Nathan stares at her. “What are you suggesting, Fee?”

“Just that none of this makes sense.”

“I agree. But that doesn’t help us. And it certainly won’t help Delaware’s bottom line.”

“Who cares about that right now?”

I still do. But he’s too ashamed to admit it. They lapse into silence as Nathan watches the workers pile more pallets on the floor that he realizes will likely end up back at the warehouse where they started from or in some massive incinerator.

“What’s next?” she asks.

“I’m going to go back to New York. Might as well face the board sooner than later.”

“And me?”

“I was hoping you’d stay here. Supervise our supplies until we’ve decided on the next steps.”

She nods to the nearest security guard. “You want to assign me a door and give me a gun, too?”
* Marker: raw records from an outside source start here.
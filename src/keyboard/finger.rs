#[derive(Clone, Copy, Debug, PartialEq, Eq)]
pub enum Hand {
    Left,
    Right,
}

impl Hand {
    pub fn opposite(self) -> Self {
        match self {
            Hand::Left => Hand::Right,
            Hand::Right => Hand::Left,
        }
    }
}

#[derive(Clone, Copy, Debug, PartialEq, Eq)]
pub enum Finger {
    Pinky,
    Ring,
    Middle,
    Index,
    Thumb,
}

#[derive(Clone, Copy, Debug, PartialEq, Eq)]
pub struct FingerAssignment {
    pub hand: Hand,
    pub finger: Finger,
}

impl FingerAssignment {
    pub fn new(hand: Hand, finger: Finger) -> Self {
        Self { hand, finger }
    }

    pub fn label(&self) -> String {
        let hand = match self.hand {
            Hand::Left => "left",
            Hand::Right => "right",
        };
        let finger = match self.finger {
            Finger::Pinky => "pinky",
            Finger::Ring => "ring",
            Finger::Middle => "middle",
            Finger::Index => "index",
            Finger::Thumb => "thumb",
        };
        format!("{hand} {finger}")
    }
}

/// Touch-typing finger for a key at `row`/`col` of the four character rows.
/// Assignment is positional, so it holds for every layout.
pub fn finger_for_position(row: usize, col: usize) -> FingerAssignment {
    use Finger::*;
    use Hand::*;

    // Number row is shifted one column to the left relative to the letter rows.
    let col = if row == 0 { col.saturating_sub(1) } else { col };
    match col {
        0 => FingerAssignment::new(Left, Pinky),
        1 => FingerAssignment::new(Left, Ring),
        2 => FingerAssignment::new(Left, Middle),
        3 | 4 => FingerAssignment::new(Left, Index),
        5 | 6 => FingerAssignment::new(Right, Index),
        7 => FingerAssignment::new(Right, Middle),
        8 => FingerAssignment::new(Right, Ring),
        _ => FingerAssignment::new(Right, Pinky),
    }
}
“You’re not the only one hurting here, Fee.”

Her eyes lower, and her cheeks color.

Nathan softens his tone. “We’re all just on edge.”

She nods minimally.

Nathan’s phone vibrates, and he pulls it out of his pocket. When he sees Peter Moore’s name on the screen, he answers on speakerphone.

“Is it true?” Peter barks. “About the third one? A fucking John Doe?”
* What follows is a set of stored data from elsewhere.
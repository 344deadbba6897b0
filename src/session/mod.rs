pub mod input;
pub mod passage;
pub mod result;
pub mod typing;

pub use input::{IgnoreReason, Key, Step, TypedStep};
pub use passage::{Passage, PassageId};
pub use result::SessionResult;
pub use typing::{CharacterState, SessionPhase, Snapshot, TypingSession};
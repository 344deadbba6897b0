pub mod keyboard_hint;
pub mod results;
pub mod stats_bar;
pub mod typing_area;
“He’s not a John Doe, Peter,” Nathan says. “He just never made it to the hospital. The coroner was the one who made the connection.”

“No one reported him before that?”

“Not according to Public Health.”

“Jesus Christ!” Peter growls. “This was supposed to be a fucking one-off. As in, no more goddamn reports!”

Nathan takes him off speaker and brings the phone to his ear. “Did you hear what I said, Peter? The coroner reported him.